Hi-
I’m more of a vi/vim than an Atom guy. Wondering if there’s any documentation out there on the API used by StartAtomEditorListener that’d set me up to write a vi/vim macro that could shoot a block of Python code into the same interface for execution. I realize this might mean writing some code to push a block of code (likely via an HTTP REST interface) and there’s likely some security issues I’d also need to deal with.
I tried to search the forums and google for any other attempt at this problem, and have not found anything yet. If I missed something obvious, would be grateful for a clue.
I realize vim/vi has some haters out there, and that’s cool…to each their own.
A lot of coders grew up with vi though and they just prefer that environment as their native system. I realize that Atom has a “vi key settings” options, but that’s not what I am looking for. Would prefer to use all of the rest of vi/vim with Python and Rhino.
I’ll bet there may be others who have the same preference.
@jesterKing – Cool to see the support out there. Yeah vim!

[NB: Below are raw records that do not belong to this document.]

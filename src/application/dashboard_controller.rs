// Dashboard controller - guarded tab/period transitions driving fetch, cache and chart lifecycle
use crate::application::cache_store::CacheStore;
use crate::application::chart_registry::{ChartOutcome, ChartRegistry, FlushReport};
use crate::application::clock::Clock;
use crate::application::dashboard_api::DashboardApi;
use crate::application::dashboard_view::{DashboardView, UnavailableContext};
use crate::application::data_fetcher::{DataFetcher, FetchError, DEFAULT_FETCH_TIMEOUT};
use crate::application::export::ExportDocument;
use crate::application::render_engine::RenderEngine;
use crate::domain::chart::ChartSlot;
use crate::domain::dashboard::{DashboardState, DateRange, Period, RangeRejection, Tab};
use crate::domain::payload::DashboardPayload;
use chrono::NaiveDate;
use std::collections::HashMap;
use std::sync::atomic::{AtomicBool, AtomicU64, Ordering};
use std::sync::{Arc, Mutex, MutexGuard};
use std::time::Duration;

#[derive(Debug, Clone)]
pub struct ControllerOptions {
    pub user: String,
    pub layouts: HashMap<Tab, Vec<ChartSlot>>,
    pub fetch_timeout: Duration,
    pub cache_ttl: Duration,
    /// Cosmetic pause between chart creations; zero disables it
    pub stagger: Duration,
    pub resize_debounce: Duration,
}

impl Default for ControllerOptions {
    fn default() -> Self {
        Self {
            user: "anonymous".to_string(),
            layouts: HashMap::new(),
            fetch_timeout: DEFAULT_FETCH_TIMEOUT,
            cache_ttl: Duration::from_secs(300),
            stagger: Duration::ZERO,
            resize_debounce: Duration::from_millis(250),
        }
    }
}

#[derive(Debug, Clone, PartialEq)]
pub enum LoadState {
    Idle,
    Loading { tab: Tab, period: Period },
    Loaded { tab: Tab, period: Period, data: DashboardPayload },
    Failed { tab: Tab, period: Period, error: FetchError },
}

#[derive(Debug, Clone, PartialEq, Eq)]
pub enum LoadOutcome {
    Loaded { from_cache: bool },
    Failed(FetchError),
    /// Another load was in flight; the request was dropped
    Busy,
    /// The custom range was invalid; nothing happened
    Rejected(RangeRejection),
    /// The dashboard was torn down before the data arrived
    Cancelled,
}

struct Session {
    tab: Tab,
    period: Period,
    load: LoadState,
    /// What is on screen; survives failed refreshes
    shown: Option<(Tab, Period, DashboardPayload)>,
}

/// Clears the loading flag when the load cycle ends, however it ends
struct LoadingGuard<'a>(&'a AtomicBool);

impl<'a> LoadingGuard<'a> {
    fn acquire(flag: &'a AtomicBool) -> Option<Self> {
        flag.compare_exchange(false, true, Ordering::AcqRel, Ordering::Acquire)
            .ok()
            .map(|_| Self(flag))
    }
}

impl Drop for LoadingGuard<'_> {
    fn drop(&mut self) {
        self.0.store(false, Ordering::Release);
    }
}

pub struct DashboardController {
    fetcher: DataFetcher,
    view: Arc<dyn DashboardView>,
    clock: Arc<dyn Clock>,
    cache: CacheStore<DashboardPayload>,
    registry: Mutex<ChartRegistry>,
    session: Mutex<Session>,
    loading: AtomicBool,
    resize_generation: AtomicU64,
    /// Bumped by teardown so in-flight loads know the session ended
    teardown_generation: AtomicU64,
    options: ControllerOptions,
}

impl DashboardController {
    pub fn new(
        api: Arc<dyn DashboardApi>,
        engine: Arc<dyn RenderEngine>,
        view: Arc<dyn DashboardView>,
        clock: Arc<dyn Clock>,
        options: ControllerOptions,
    ) -> Self {
        Self {
            fetcher: DataFetcher::new(api, clock.clone(), options.fetch_timeout),
            registry: Mutex::new(ChartRegistry::new(engine, view.clone())),
            cache: CacheStore::new(options.cache_ttl, clock.clone()),
            view,
            clock,
            session: Mutex::new(Session {
                tab: Tab::General,
                period: Period::default(),
                load: LoadState::Idle,
                shown: None,
            }),
            loading: AtomicBool::new(false),
            resize_generation: AtomicU64::new(0),
            teardown_generation: AtomicU64::new(0),
            options,
        }
    }

    /// Start the session on a tab and period other than the defaults
    pub fn with_selection(self, tab: Tab, period: Period) -> Self {
        {
            let mut session = self.session();
            session.tab = tab;
            session.period = period;
        }
        self
    }

    pub fn state(&self) -> DashboardState {
        let session = self.session();
        DashboardState {
            tab: session.tab,
            period: session.period,
            loading: self.loading.load(Ordering::Acquire),
        }
    }

    pub fn load_state(&self) -> LoadState {
        self.session().load.clone()
    }

    pub fn is_loading(&self) -> bool {
        self.loading.load(Ordering::Acquire)
    }

    /// Initial load for the current selection
    pub async fn start(&self) -> LoadOutcome {
        let (tab, period) = {
            let session = self.session();
            (session.tab, session.period)
        };
        self.load(tab, period, false).await
    }

    /// Switch tab, keeping the current period (custom ranges included)
    pub async fn switch_tab(&self, tab: Tab) -> LoadOutcome {
        let period = self.session().period;
        self.load(tab, period, false).await
    }

    pub async fn change_period(&self, period: Period) -> LoadOutcome {
        // Custom ranges are re-checked against today's date
        if let Some(range) = period.custom_range() {
            if let Err(rejection) = DateRange::validate(range.start(), range.end(), self.clock.today()) {
                tracing::debug!("Ignoring custom range: {}", rejection);
                return LoadOutcome::Rejected(rejection);
            }
        }
        let tab = self.session().tab;
        self.load(tab, period, false).await
    }

    /// Validate a custom range and load it. Invalid ranges are dropped silently.
    pub async fn select_custom_range(&self, from: NaiveDate, to: NaiveDate) -> LoadOutcome {
        match DateRange::validate(from, to, self.clock.today()) {
            Ok(range) => self.change_period(Period::Custom(range)).await,
            Err(rejection) => {
                tracing::debug!("Ignoring custom range: {}", rejection);
                LoadOutcome::Rejected(rejection)
            }
        }
    }

    /// Manual retry of the last requested selection, bypassing the cache
    pub async fn reload(&self) -> LoadOutcome {
        let (tab, period) = {
            let session = self.session();
            match &session.load {
                LoadState::Loading { tab, period }
                | LoadState::Loaded { tab, period, .. }
                | LoadState::Failed { tab, period, .. } => (*tab, *period),
                LoadState::Idle => (session.tab, session.period),
            }
        };
        self.load(tab, period, true).await
    }

    /// Signal that the render engine became ready
    pub fn engine_ready(&self) -> FlushReport {
        self.registry().flush_pending()
    }

    pub fn retry_chart(&self, canvas_id: &str) -> Option<ChartOutcome> {
        self.registry().retry(canvas_id)
    }

    /// Debounced viewport resize; only the last call in a burst resizes. Returns whether it did.
    pub async fn handle_resize(&self) -> bool {
        let generation = self.resize_generation.fetch_add(1, Ordering::AcqRel) + 1;
        if !self.options.resize_debounce.is_zero() {
            tokio::time::sleep(self.options.resize_debounce).await;
        }
        if self.resize_generation.load(Ordering::Acquire) != generation {
            return false;
        }
        let failures = self.registry().resize_all();
        if failures > 0 {
            tracing::warn!(failures, "Some charts failed to resize");
        }
        true
    }

    /// Destroy every chart and return to idle. A load still in flight is abandoned when it settles.
    pub fn teardown(&self) {
        self.teardown_generation.fetch_add(1, Ordering::AcqRel);
        self.registry().reset();
        {
            let mut session = self.session();
            session.load = LoadState::Idle;
            session.shown = None;
        }
        tracing::info!("Dashboard torn down");
    }

    /// Export of the data currently on screen, if any
    pub fn export_snapshot(&self) -> Option<ExportDocument> {
        let session = self.session();
        let (tab, period, data) = session.shown.as_ref()?;
        Some(ExportDocument::new(*tab, period, data, self.clock.now()))
    }

    pub fn live_charts(&self) -> usize {
        self.registry().live_count()
    }

    async fn load(&self, tab: Tab, period: Period, force: bool) -> LoadOutcome {
        let Some(_guard) = LoadingGuard::acquire(&self.loading) else {
            tracing::debug!(tab = %tab, period = %period, "Load already in flight, dropping request");
            return LoadOutcome::Busy;
        };

        let generation = self.teardown_generation.load(Ordering::Acquire);
        self.session().load = LoadState::Loading { tab, period };
        self.view.set_loading(true);

        let key = format!("{}_{}", tab, period);
        let cached = if force { None } else { self.cache.get(&key) };
        let from_cache = cached.is_some();
        let result = match cached {
            Some(payload) => Ok(payload),
            None => self.fetcher.fetch(tab, &period, &self.options.user).await,
        };

        if self.torn_down_since(generation) {
            tracing::info!(tab = %tab, period = %period, "Dashboard torn down during load, discarding result");
            self.view.set_loading(false);
            return LoadOutcome::Cancelled;
        }

        let outcome = match result {
            Ok(payload) => {
                if !from_cache {
                    self.cache.set(key, payload.clone());
                }
                let previous_tab = {
                    let mut session = self.session();
                    let previous = session.tab;
                    session.tab = tab;
                    session.period = period;
                    previous
                };
                if self.apply(tab, previous_tab, &payload, generation).await {
                    let mut session = self.session();
                    session.shown = Some((tab, period, payload.clone()));
                    session.load = LoadState::Loaded { tab, period, data: payload };
                    drop(session);
                    tracing::info!(tab = %tab, period = %period, from_cache, "Dashboard loaded");
                    LoadOutcome::Loaded { from_cache }
                } else {
                    tracing::info!(tab = %tab, period = %period, "Dashboard torn down while rendering");
                    LoadOutcome::Cancelled
                }
            }
            Err(error) => {
                tracing::error!(tab = %tab, period = %period, "Dashboard load failed: {}", error);
                self.view.show_unavailable(&UnavailableContext {
                    message: error.to_string(),
                    tab,
                    period: period.to_string(),
                    endpoint: self.fetcher.endpoint().to_string(),
                });
                self.session().load = LoadState::Failed { tab, period, error: error.clone() };
                LoadOutcome::Failed(error)
            }
        };

        self.view.set_loading(false);
        outcome
    }

    /// Push a payload into charts and table. Runs only after the data is in hand.
    /// Returns false if a teardown interrupted it.
    async fn apply(&self, tab: Tab, previous_tab: Tab, payload: &DashboardPayload, generation: u64) -> bool {
        if tab != previous_tab {
            // Deferred and failed charts of the old tab go too
            self.registry().reset();
        }

        let slots = self.options.layouts.get(&tab).map(Vec::as_slice).unwrap_or_default();
        for (index, slot) in slots.iter().enumerate() {
            if index > 0 && !self.options.stagger.is_zero() {
                tokio::time::sleep(self.options.stagger).await;
                if self.torn_down_since(generation) {
                    return false;
                }
            }
            let outcome = self
                .registry()
                .create_or_replace(slot, payload.chart(&slot.canvas_id));
            tracing::debug!(canvas_id = %slot.canvas_id, ?outcome, "Chart updated");
        }

        self.view.render_table(tab, payload);
        self.registry().flush_pending();
        true
    }

    fn torn_down_since(&self, generation: u64) -> bool {
        self.teardown_generation.load(Ordering::Acquire) != generation
    }

    fn registry(&self) -> MutexGuard<'_, ChartRegistry> {
        self.registry.lock().unwrap_or_else(|e| e.into_inner())
    }

    fn session(&self) -> MutexGuard<'_, Session> {
        self.session.lock().unwrap_or_else(|e| e.into_inner())
    }
}
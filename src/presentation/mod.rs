// Presentation layer - HTTP surface for the profile lookup endpoint
pub mod app_state;
pub mod handlers;
pub mod routes;
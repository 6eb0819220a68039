// Clock abstraction so cache expiry and date checks can be driven from tests
use chrono::{DateTime, NaiveDate, TimeDelta, Utc};
use std::sync::Mutex;

pub trait Clock: Send + Sync {
    fn now(&self) -> DateTime<Utc>;

    fn today(&self) -> NaiveDate {
        self.now().date_naive()
    }
}

#[derive(Debug, Clone, Copy, Default)]
pub struct SystemClock;

impl Clock for SystemClock {
    fn now(&self) -> DateTime<Utc> {
        Utc::now()
    }
}

/// Clock that only moves when told to
#[derive(Debug)]
pub struct ManualClock {
    now: Mutex<DateTime<Utc>>,
}

impl ManualClock {
    pub fn new(now: DateTime<Utc>) -> Self {
        Self { now: Mutex::new(now) }
    }

    pub fn advance(&self, by: TimeDelta) {
        let mut now = self.now.lock().unwrap_or_else(|e| e.into_inner());
        *now += by;
    }
}

impl Clock for ManualClock {
    fn now(&self) -> DateTime<Utc> {
        *self.now.lock().unwrap_or_else(|e| e.into_inner())
    }
}
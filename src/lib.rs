// Dashboard refresh - data-refresh and chart lifecycle control for the analytics dashboard
pub mod application;
pub mod domain;
pub mod infrastructure;
pub mod presentation;
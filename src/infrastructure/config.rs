use crate::application::dashboard_controller::ControllerOptions;
use crate::application::data_fetcher::DEFAULT_FETCH_TIMEOUT;
use crate::domain::chart::ChartSlot;
use crate::domain::dashboard::Tab;
use serde::Deserialize;
use std::collections::HashMap;
use std::time::Duration;

#[derive(Debug, Deserialize, Clone)]
pub struct DashboardConfig {
    pub api: ApiSettings,
    pub auth: AuthSettings,
    #[serde(default)]
    pub refresh: RefreshSettings,
    #[serde(default)]
    pub layouts: LayoutsConfig,
}

#[derive(Debug, Deserialize, Clone)]
pub struct ApiSettings {
    pub endpoint: String,
    pub user: String,
    #[serde(default = "default_timeout_secs")]
    pub timeout_secs: u64,
}

#[derive(Debug, Deserialize, Clone)]
pub struct AuthSettings {
    pub default_token: String,
    pub session_token_path: Option<String>,
    pub local_token_path: Option<String>,
}

#[derive(Debug, Deserialize, Clone)]
#[serde(default)]
pub struct RefreshSettings {
    pub cache_ttl_secs: u64,
    pub stagger_ms: u64,
    pub resize_debounce_ms: u64,
}

impl Default for RefreshSettings {
    fn default() -> Self {
        Self {
            cache_ttl_secs: 300,
            stagger_ms: 0,
            resize_debounce_ms: 250,
        }
    }
}

#[derive(Debug, Deserialize, Clone, Default)]
pub struct LayoutsConfig {
    #[serde(default)]
    pub general: Vec<ChartSlot>,
    #[serde(default)]
    pub confirmed: Vec<ChartSlot>,
    #[serde(default)]
    pub vpn: Vec<ChartSlot>,
}

#[derive(Debug, Deserialize, Clone)]
pub struct ServerConfig {
    pub server: ServerSettings,
}

#[derive(Debug, Deserialize, Clone)]
pub struct ServerSettings {
    pub bind_addr: String,
    pub profile_store_path: String,
    #[serde(default = "default_profile_cache_ttl_secs")]
    pub profile_cache_ttl_secs: u64,
}

fn default_timeout_secs() -> u64 {
    DEFAULT_FETCH_TIMEOUT.as_secs()
}

fn default_profile_cache_ttl_secs() -> u64 {
    60 * 60
}

impl DashboardConfig {
    pub fn controller_options(&self) -> ControllerOptions {
        let layouts = HashMap::from([
            (Tab::General, self.layouts.general.clone()),
            (Tab::Confirmed, self.layouts.confirmed.clone()),
            (Tab::Vpn, self.layouts.vpn.clone()),
        ]);

        ControllerOptions {
            user: self.api.user.clone(),
            layouts,
            fetch_timeout: Duration::from_secs(self.api.timeout_secs),
            cache_ttl: Duration::from_secs(self.refresh.cache_ttl_secs),
            stagger: Duration::from_millis(self.refresh.stagger_ms),
            resize_debounce: Duration::from_millis(self.refresh.resize_debounce_ms),
        }
    }
}

fn build_config(name: &str) -> Result<config::Config, config::ConfigError> {
    config::Config::builder()
        .add_source(config::File::with_name(name))
        .add_source(config::Environment::with_prefix("DASHBOARD").separator("__"))
        .build()
}

pub fn load_dashboard_config() -> anyhow::Result<DashboardConfig> {
    let settings = build_config("config/dashboard")?;
    Ok(settings.try_deserialize()?)
}

pub fn load_server_config() -> anyhow::Result<ServerConfig> {
    let settings = build_config("config/server")?;
    Ok(settings.try_deserialize()?)
}
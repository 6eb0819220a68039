// Chart domain models - kinds, slots and validated chart data
use serde::{Deserialize, Serialize};

#[derive(Debug, Clone, Copy, PartialEq, Eq, Hash, Serialize, Deserialize)]
#[serde(rename_all = "lowercase")]
pub enum ChartKind {
    Bar,
    Line,
    Doughnut,
    Mixed,
}

#[derive(Debug, Clone, Copy, PartialEq, Eq, Hash, Default, Serialize, Deserialize)]
#[serde(rename_all = "lowercase")]
pub enum ChartSize {
    #[default]
    Full,
    Mini,
}

/// A visualization slot on a tab, keyed by its canvas identifier
#[derive(Debug, Clone, PartialEq, Eq, Deserialize)]
pub struct ChartSlot {
    pub canvas_id: String,
    pub kind: ChartKind,
    #[serde(default)]
    pub size: ChartSize,
}

impl ChartSlot {
    pub fn new(canvas_id: impl Into<String>, kind: ChartKind, size: ChartSize) -> Self {
        Self {
            canvas_id: canvas_id.into(),
            kind,
            size,
        }
    }
}

#[derive(Debug, Clone, PartialEq, Serialize, Deserialize)]
pub struct Series {
    #[serde(default)]
    pub label: String,
    /// Gaps in a series arrive as `null`
    pub data: Vec<Option<f64>>,
    /// Per-series override, used by mixed charts
    #[serde(default, skip_serializing_if = "Option::is_none")]
    pub kind: Option<ChartKind>,
}

#[derive(Debug, Clone, PartialEq, Serialize, Deserialize)]
pub struct ChartData {
    #[serde(default)]
    pub labels: Vec<String>,
    #[serde(default, alias = "series")]
    pub datasets: Vec<Series>,
}

#[derive(Debug, Clone, PartialEq, Eq, thiserror::Error)]
pub enum ShapeError {
    #[error("chart has no labels")]
    NoLabels,
    #[error("chart has no series")]
    NoSeries,
    #[error("series '{series}' has {actual} points for {expected} labels")]
    LengthMismatch {
        series: String,
        expected: usize,
        actual: usize,
    },
}

impl ChartData {
    pub fn validate(&self) -> Result<(), ShapeError> {
        if self.labels.is_empty() {
            return Err(ShapeError::NoLabels);
        }
        if self.datasets.is_empty() {
            return Err(ShapeError::NoSeries);
        }
        for series in &self.datasets {
            if series.data.len() != self.labels.len() {
                return Err(ShapeError::LengthMismatch {
                    series: series.label.clone(),
                    expected: self.labels.len(),
                    actual: series.data.len(),
                });
            }
        }
        Ok(())
    }
}

/// Everything a render engine needs to draw one chart
#[derive(Debug, Clone, PartialEq)]
pub struct ChartSpec {
    pub kind: ChartKind,
    pub size: ChartSize,
    pub data: ChartData,
}
// Infrastructure layer - External dependencies and adapters
pub mod config;
pub mod headless;
pub mod http_dashboard_api;
pub mod json_profile_repository;
pub mod token_store;
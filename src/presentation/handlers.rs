// HTTP request handlers
use crate::domain::profile::{ProfileError, UserProfile};
use crate::presentation::app_state::AppState;
use axum::{
    extract::{Path, State},
    http::StatusCode,
    response::{IntoResponse, Response},
    Json,
};
use serde::Serialize;
use std::sync::Arc;

#[derive(Debug, Serialize)]
struct ErrorBody {
    success: bool,
    message: String,
}

#[derive(Debug)]
pub struct ApiError {
    pub status: StatusCode,
    pub message: String,
}

impl From<ProfileError> for ApiError {
    fn from(err: ProfileError) -> Self {
        match err {
            ProfileError::InvalidUsername(_) => Self {
                status: StatusCode::BAD_REQUEST,
                message: err.to_string(),
            },
        }
    }
}

impl IntoResponse for ApiError {
    fn into_response(self) -> Response {
        let body = ErrorBody {
            success: false,
            message: self.message,
        };
        (self.status, Json(body)).into_response()
    }
}

/// Health check endpoint
pub async fn health_check() -> &'static str {
    "ok"
}

/// Look up a user profile; unknown users get a placeholder
pub async fn get_user_profile(
    Path(username): Path<String>,
    State(state): State<Arc<AppState>>,
) -> Result<Json<UserProfile>, ApiError> {
    let profile = state.profile_service.get_profile(&username).await?;
    Ok(Json(profile))
}
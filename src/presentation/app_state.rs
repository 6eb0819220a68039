// Application state for HTTP handlers
use crate::application::profile_service::ProfileService;

#[derive(Clone)]
pub struct AppState {
    pub profile_service: ProfileService,
}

Just to keep the dialogue moving, I see that when I start the Atom editor listener; rhino says:
Listening for Atom editor requests on port 8080 …
…which is a standard HTTP port. I’ll guess I could just try to reverse engineer the protocol from some linux traffic monitoring tools. Just like with tmux, I could define some vim macros that’d take highlighted code and write it to disk; then use curl (if its HTTP) to shoot the code on over.
Just thinking out loud here. Happy to take any input anyone else has to offer.